As a 37 year old therapist now, I can fully see why it was too much for my naive 15 year old self to comprehend.
What happened to me left me a different person. What ensued was self-destruction. Other people my age couldn’t help me tease out the complex feelings I was experiencing. At that age, everything felt jumbled into one mess.
Messy as it was, I thought what happened was the key to everything. I shared what happened with anyone I got close too. I wanted someone to validate my pain. I wanted to be seen as the victim. I wanted someone to pity me and take care of me. I wanted someone to help me make sense of it all.
But it didn’t work like that. I could not get from others what I really needed to give myself. But at that young age, coming from the highly religious upbringing I had, I did not have the skills or understanding to provide myself what I needed.
To add to it, I didn’t know I was autistic then. I couldn’t see how that factored in to how I was in the world, what led up to the trauma, and my response to it. Sexual trauma alone is difficult enough, let alone the added layer of autism.
I thought all of my difficulties after the event were solely due to trauma. They weren’t. It was trauma compounded with autism. I thought by pointing to my trauma more and more it would make all of my other “oddities” make sense. Like why I struggled to socialize. Or why I liked being alone. Or why I had different interests than others and walked, talked, and acted differently.
It was confusing and overwhelming as a teenager. Add to that my highly religious parents with constricting religious beliefs. I carried a lot of shame for what happened. How I acted. How I didn’t act. What I said. What I didn’t say. What I felt. What I didn’t’ feel. I was filled with a lot of “shoulds.” I should have done this or that. I should have said this or that. I should have thought this or that.
It’s no wonder I became self destructive. I couldn’t makse sense of a life impacted by sexual violence, an unhealthy religious upbringing, and being autistic.
My 20’s was largely a haze of trying to navigate it all. I often coped or acted in unhealthy ways, which frequently led to more trauma. Not to mention struggling through young adulthood as an unknown autistic. This was further compounded by my mother fighting terminal cancer for 6 years. I was doing the best I could. My mom dying was the final straw and I entered a deep depression.
That darkness was the impetus I needed. It was bad enough that I stopped forcing myself through life. I let myself sit in a dark hole. I let myself see how miserable I was. And for once, I turned to something besides religion or relationships to heal me. I went to a psychiatrist. I took antidepressants with weekly therapy. I began journaling daily. Many other aspects in my life synchronistically worked together for my healing. My depression and anxiety decreased. I was able to come out of a fog.
After five years of therapy for trauma though, I didn’t get why there were still such oddities about me. Or things I struggled with that were clearly not tied to the trauma. Like my different preferences, sensitivities, or ways of being. If they weren’t caused by trauma or my odd upbringing, why was I so different from others?

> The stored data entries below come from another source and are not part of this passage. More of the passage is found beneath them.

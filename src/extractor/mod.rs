//! Member extractor module
//!
//! Walks a query payload and reports which members, and therefore which
//! cubes, it references.
//!
//! Two walk modes are supported:
//! - Lenient: malformed elements are logged and skipped
//! - Strict: the first malformed element fails the whole extraction

mod error;
mod expression;
mod extract;
mod options;
mod values;
mod walk;

pub use error::ExtractError;
pub use expression::{extract_member_value_from_sql, extract_members_from_expression};
pub use extract::{
    extract_cubes,
    extract_cubes_with,
    extract_filters_members,
    extract_members,
    extract_members_from_filter,
    extract_members_from_filter_with,
    extract_members_with,
};
pub use options::{ExtractOptions, Mode};
pub use values::{
    extract_filters_members_with_values,
    extract_filters_members_with_values_with,
    MemberValues,
};
use std::collections::BTreeSet;

use serde_json::Value;

/// One node of a query's boolean filter tree
#[derive(Debug, Clone)]
pub enum FilterNode<'a> {
    /// Comparison on a single member: `{"member": "a.x", "operator": ..., "values": [...]}`
    Member {
        member: &'a str,
        values: Option<&'a Value>,
    },
    And(Vec<FilterNode<'a>>),
    Or(Vec<FilterNode<'a>>),
    /// A node carrying `member` together with `and` and/or `or`; every part contributes
    Mixed(Vec<FilterNode<'a>>),
    /// A node with none of the recognised keys
    Empty,
}

impl<'a> FilterNode<'a> {
    /// Call `f` for every member comparison in the tree, depth first
    pub fn visit_members<F>(&self, f: &mut F)
    where
        F: FnMut(&'a str, Option<&'a Value>),
    {
        match self {
            FilterNode::Member { member, values } => f(*member, *values),
            FilterNode::And(children) | FilterNode::Or(children) | FilterNode::Mixed(children) => {
                for child in children {
                    child.visit_members(f);
                }
            }
            FilterNode::Empty => {}
        }
    }

    /// Add every member referenced by the tree to `members`
    pub fn collect_members(&self, members: &mut BTreeSet<String>) {
        self.visit_members(&mut |member, _| {
            members.insert(member.to_string());
        });
    }
}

It was at this point in my life that I started therapy with an art therapist. I was a newly trained art therapist and I wanted to experience therapy with someone in my modality. My art therapist suggested I might be autistic. This is when it finally all made sense. When I finally made sense. When my thoughts, my feelings, my responses, my behaviors, and more finally made sense.

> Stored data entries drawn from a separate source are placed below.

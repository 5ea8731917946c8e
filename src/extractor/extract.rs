//! Member and cube extraction
//!
//! Member names are collected into a `BTreeSet`, so results are
//! deduplicated and iterate in a stable order. Callers should not rely on
//! that order carrying any meaning.

use std::collections::BTreeSet;

use serde_json::Value;
use tracing::debug;

use crate::query::{json_type, QueryKey};
use super::error::ExtractError;
use super::options::ExtractOptions;
use super::walk::{payload_object, Walker};

/// Fully-qualified names of every member the payload references
///
/// Walks `dimensions`, `measures`, `filters`, `segments` and
/// `timeDimensions`, skipping any that are absent and ignoring every other
/// key. Malformed elements are logged and skipped.
pub fn extract_members(payload: &Value) -> Result<BTreeSet<String>, ExtractError> {
    extract_members_with(payload, &ExtractOptions::default())
}

/// [`extract_members`] with explicit options
pub fn extract_members_with(
    payload: &Value,
    options: &ExtractOptions,
) -> Result<BTreeSet<String>, ExtractError> {
    let mut members = BTreeSet::new();
    let Some(object) = payload_object(payload)? else {
        return Ok(members);
    };

    let walker = Walker::new(options);
    for &key in &options.query_keys {
        let Some(items) = walker.field_items(object, key)? else {
            continue;
        };
        for (index, item) in items.iter().enumerate() {
            let path = format!("{key}[{index}]");
            match key {
                QueryKey::Dimensions | QueryKey::Measures | QueryKey::Segments => {
                    walker.member_ref(item, &path, &mut members)?
                }
                QueryKey::Filters => walker.filter_item(item, &path, &mut members)?,
                QueryKey::TimeDimensions => walker.time_dimension(item, &path, &mut members)?,
            }
        }
    }

    debug!(members = members.len(), "extracted query members");
    Ok(members)
}

/// Members referenced by one filter node and everything nested under it
///
/// The node must be an object; nested malformed nodes are skipped.
pub fn extract_members_from_filter(node: &Value) -> Result<BTreeSet<String>, ExtractError> {
    extract_members_from_filter_with(node, &ExtractOptions::default())
}

/// [`extract_members_from_filter`] with explicit options
pub fn extract_members_from_filter_with(
    node: &Value,
    options: &ExtractOptions,
) -> Result<BTreeSet<String>, ExtractError> {
    if !node.is_object() {
        return Err(ExtractError::TypeMismatch {
            path: "filter".to_string(),
            expected: "filter object",
            found: json_type(node),
        });
    }
    let mut members = BTreeSet::new();
    Walker::new(options).parse_filter(node, "filter")?.collect_members(&mut members);
    Ok(members)
}

/// Names of every cube the payload references
///
/// A cube name is the text before the first '.' of a member name. A member
/// without any '.' is taken to be its own cube.
pub fn extract_cubes(payload: &Value) -> Result<BTreeSet<String>, ExtractError> {
    extract_cubes_with(payload, &ExtractOptions::default())
}

/// [`extract_cubes`] with explicit options
///
/// In strict mode a member without a '.' fails with
/// [`ExtractError::MissingSeparator`].
pub fn extract_cubes_with(
    payload: &Value,
    options: &ExtractOptions,
) -> Result<BTreeSet<String>, ExtractError> {
    let members = extract_members_with(payload, options)?;
    let mut cubes = BTreeSet::new();
    for member in &members {
        let cube = match member.split_once('.') {
            Some((cube, _)) => cube,
            None if options.is_strict() => {
                return Err(ExtractError::MissingSeparator {
                    member: member.clone(),
                })
            }
            None => member.as_str(),
        };
        cubes.insert(cube.to_string());
    }

    debug!(cubes = cubes.len(), "extracted query cubes");
    Ok(cubes)
}

/// Members referenced by `filters` and `segments`
///
/// Pushdown members are replaced by the members their SQL references, so a
/// pushed-down segment reports the columns it actually filters on.
pub fn extract_filters_members(payload: &Value) -> Result<BTreeSet<String>, ExtractError> {
    let options = ExtractOptions::default()
        .with_query_keys([QueryKey::Filters, QueryKey::Segments])
        .with_pushdown_expressions(true);
    extract_members_with(payload, &options)
}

It began a period of re-seeing. Re-narrating. It was refreshing and energizing.
Some people say they wish they found out sooner they were autistic. But for me, I don’t see how that could have happened. I needed to unravel the different layers to be able to see clearly.
I no longer talk about my experiences with sexual violence and trauma with the same candor. I no longer feel like they hold the key to understanding why I’m so different.
I see how they impacted me. I see how they are key to my story, but they do not explain me. They do not help my life make sense the way that my understanding of autism does. My trauma did not form my neurotype - my autism did. Autism is the thread that I can see throughout my childhood and into my present.
When I want someone to know me now, I talk about who I am, what I do, what I am passionate about, and being autistic. This is what helps me connect and have people know me. I’m grateful I no longer think trauma is the key.